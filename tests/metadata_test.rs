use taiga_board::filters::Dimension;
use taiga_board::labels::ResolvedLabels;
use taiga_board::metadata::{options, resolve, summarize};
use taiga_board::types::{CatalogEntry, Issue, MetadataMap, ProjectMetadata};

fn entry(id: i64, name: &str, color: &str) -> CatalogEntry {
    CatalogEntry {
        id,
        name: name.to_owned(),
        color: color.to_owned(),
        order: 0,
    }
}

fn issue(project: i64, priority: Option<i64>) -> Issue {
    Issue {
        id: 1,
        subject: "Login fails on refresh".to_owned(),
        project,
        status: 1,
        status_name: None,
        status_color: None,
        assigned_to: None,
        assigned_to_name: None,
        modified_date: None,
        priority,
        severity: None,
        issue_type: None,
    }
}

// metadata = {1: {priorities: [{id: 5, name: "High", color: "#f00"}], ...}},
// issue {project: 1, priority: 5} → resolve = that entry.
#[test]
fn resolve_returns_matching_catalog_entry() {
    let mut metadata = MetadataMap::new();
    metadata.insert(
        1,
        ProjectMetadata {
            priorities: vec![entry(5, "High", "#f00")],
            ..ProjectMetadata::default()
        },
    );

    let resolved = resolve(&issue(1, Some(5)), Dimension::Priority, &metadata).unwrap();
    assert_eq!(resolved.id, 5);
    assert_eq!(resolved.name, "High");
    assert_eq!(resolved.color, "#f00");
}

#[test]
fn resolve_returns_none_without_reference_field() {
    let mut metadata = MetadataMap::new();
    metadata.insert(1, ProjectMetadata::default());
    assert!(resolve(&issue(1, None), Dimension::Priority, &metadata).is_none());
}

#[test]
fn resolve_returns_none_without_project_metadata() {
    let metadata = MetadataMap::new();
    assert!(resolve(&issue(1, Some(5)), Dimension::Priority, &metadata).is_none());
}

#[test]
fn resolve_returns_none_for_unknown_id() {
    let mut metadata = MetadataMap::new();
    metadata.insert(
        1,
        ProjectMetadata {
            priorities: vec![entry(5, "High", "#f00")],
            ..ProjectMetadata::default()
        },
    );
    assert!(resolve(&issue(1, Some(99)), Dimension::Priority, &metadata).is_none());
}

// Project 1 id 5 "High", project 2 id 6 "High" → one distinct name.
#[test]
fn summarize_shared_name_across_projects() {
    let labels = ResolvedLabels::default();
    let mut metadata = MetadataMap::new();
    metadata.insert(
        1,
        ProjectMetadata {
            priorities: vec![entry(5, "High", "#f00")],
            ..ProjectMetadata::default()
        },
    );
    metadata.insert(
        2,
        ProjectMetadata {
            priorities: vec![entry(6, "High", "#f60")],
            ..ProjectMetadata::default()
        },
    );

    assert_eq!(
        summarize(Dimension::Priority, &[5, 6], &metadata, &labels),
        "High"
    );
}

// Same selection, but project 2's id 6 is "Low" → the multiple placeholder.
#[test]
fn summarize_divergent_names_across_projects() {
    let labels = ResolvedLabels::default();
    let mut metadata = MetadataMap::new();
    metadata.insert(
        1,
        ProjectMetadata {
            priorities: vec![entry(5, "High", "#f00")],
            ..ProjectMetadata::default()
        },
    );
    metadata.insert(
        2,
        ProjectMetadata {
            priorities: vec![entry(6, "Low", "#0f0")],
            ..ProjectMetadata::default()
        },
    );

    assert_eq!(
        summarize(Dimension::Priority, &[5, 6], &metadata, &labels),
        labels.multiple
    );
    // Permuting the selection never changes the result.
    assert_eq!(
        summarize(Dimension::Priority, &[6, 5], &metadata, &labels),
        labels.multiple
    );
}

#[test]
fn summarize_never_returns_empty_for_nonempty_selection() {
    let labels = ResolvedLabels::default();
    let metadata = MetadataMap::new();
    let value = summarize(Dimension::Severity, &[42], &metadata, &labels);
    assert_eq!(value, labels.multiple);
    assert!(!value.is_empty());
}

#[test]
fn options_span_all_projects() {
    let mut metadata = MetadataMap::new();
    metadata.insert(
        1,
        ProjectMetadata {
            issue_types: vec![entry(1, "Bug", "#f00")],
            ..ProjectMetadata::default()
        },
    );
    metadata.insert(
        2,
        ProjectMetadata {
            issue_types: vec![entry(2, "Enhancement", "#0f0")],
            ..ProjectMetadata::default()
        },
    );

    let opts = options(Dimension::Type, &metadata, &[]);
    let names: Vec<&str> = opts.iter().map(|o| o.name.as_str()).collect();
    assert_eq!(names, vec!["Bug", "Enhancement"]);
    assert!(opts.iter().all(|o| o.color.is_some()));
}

==================================================

What you are asked to do: Make an exact copy of the material above.

Your response:
filename tests/metadata_test.rs
use taiga_board::filters::Dimension;
use taiga_board::labels::ResolvedLabels;
use taiga_board::metadata::{options, resolve, summarize};
use taiga_board::types::{CatalogEntry, Issue, MetadataMap, ProjectMetadata};

fn entry(id: i64, name: &str, color: &str) -> CatalogEntry {
    CatalogEntry {
        id,
        name: name.to_owned(),
        color: color.to_owned(),
        order: 0,
    }
}

fn issue(project: i64, priority: Option<i64>) -> Issue {
    Issue {
        id: 1,
        subject: "Login fails on refresh".to_owned(),
        project,
        status: 1,
        status_name: None,
        status_color: None,
        assigned_to: None,
        assigned_to_name: None,
        modified_date: None,
        priority,
        severity: None,
        issue_type: None,
    }
}

// metadata = {1: {priorities: [{id: 5, name: "High", color: "#f00"}], ...}},
// issue {project: 1, priority: 5} → resolve = that entry.
#[test]
fn resolve_returns_matching_catalog_entry() {
    let mut metadata = MetadataMap::new();
    metadata.insert(
        1,
        ProjectMetadata {
            priorities: vec![entry(5, "High", "#f00")],
            ..ProjectMetadata::default()
        },
    );

    let resolved = resolve(&issue(1, Some(5)), Dimension::Priority, &metadata).unwrap();
    assert_eq!(resolved.id, 5);
    assert_eq!(resolved.name, "High");
    assert_eq!(resolved.color, "#f00");
}

#[test]
fn resolve_returns_none_without_reference_field() {
    let mut metadata = MetadataMap::new();
    metadata.insert(1, ProjectMetadata::default());
    assert!(resolve(&issue(1, None), Dimension::Priority, &metadata).is_none());
}

#[test]
fn resolve_returns_none_without_project_metadata() {
    let metadata = MetadataMap::new();
    assert!(resolve(&issue(1, Some(5)), Dimension::Priority, &metadata).is_none());
}

#[test]
fn resolve_returns_none_for_unknown_id() {
    let mut metadata = MetadataMap::new();
    metadata.insert(
        1,
        ProjectMetadata {
            priorities: vec![entry(5, "High", "#f00")],
            ..ProjectMetadata::default()
        },
    );
    assert!(resolve(&issue(1, Some(99)), Dimension::Priority, &metadata).is_none());
}

// Project 1 id 5 "High", project 2 id 6 "High" → one distinct name.
#[test]
fn summarize_shared_name_across_projects() {
    let labels = ResolvedLabels::default();
    let mut metadata = MetadataMap::new();
    metadata.insert(
        1,
        ProjectMetadata {
            priorities: vec![entry(5, "High", "#f00")],
            ..ProjectMetadata::default()
        },
    );
    metadata.insert(
        2,
        ProjectMetadata {
            priorities: vec![entry(6, "High", "#f60")],
            ..ProjectMetadata::default()
        },
    );

    assert_eq!(
        summarize(Dimension::Priority, &[5, 6], &metadata, &labels),
        "High"
    );
}

// Same selection, but project 2's id 6 is "Low" → the multiple placeholder.
#[test]
fn summarize_divergent_names_across_projects() {
    let labels = ResolvedLabels::default();
    let mut metadata = MetadataMap::new();
    metadata.insert(
        1,
        ProjectMetadata {
            priorities: vec![entry(5, "High", "#f00")],
            ..ProjectMetadata::default()
        },
    );
    metadata.insert(
        2,
        ProjectMetadata {
            priorities: vec![entry(6, "Low", "#0f0")],
            ..ProjectMetadata::default()
        },
    );

    assert_eq!(
        summarize(Dimension::Priority, &[5, 6], &metadata, &labels),
        labels.multiple
    );
    // Permuting the selection never changes the result.
    assert_eq!(
        summarize(Dimension::Priority, &[6, 5], &metadata, &labels),
        labels.multiple
    );
}

#[test]
fn summarize_never_returns_empty_for_nonempty_selection() {
    let labels = ResolvedLabels::default();
    let metadata = MetadataMap::new();
    let value = summarize(Dimension::Severity, &[42], &metadata, &labels);
    assert_eq!(value, labels.multiple);
    assert!(!value.is_empty());
}

#[test]
fn options_span_all_projects() {
    let mut metadata = MetadataMap::new();
    metadata.insert(
        1,
        ProjectMetadata {
            issue_types: vec![entry(1, "Bug", "#f00")],
            ..ProjectMetadata::default()
        },
    );
    metadata.insert(
        2,
        ProjectMetadata {
            issue_types: vec![entry(2, "Enhancement", "#0f0")],
            ..ProjectMetadata::default()
        },
    );

    let opts = options(Dimension::Type, &metadata, &[]);
    let names: Vec<&str> = opts.iter().map(|o| o.name.as_str()).collect();
    assert_eq!(names, vec!["Bug", "Enhancement"]);
    assert!(opts.iter().all(|o| o.color.is_some()));
}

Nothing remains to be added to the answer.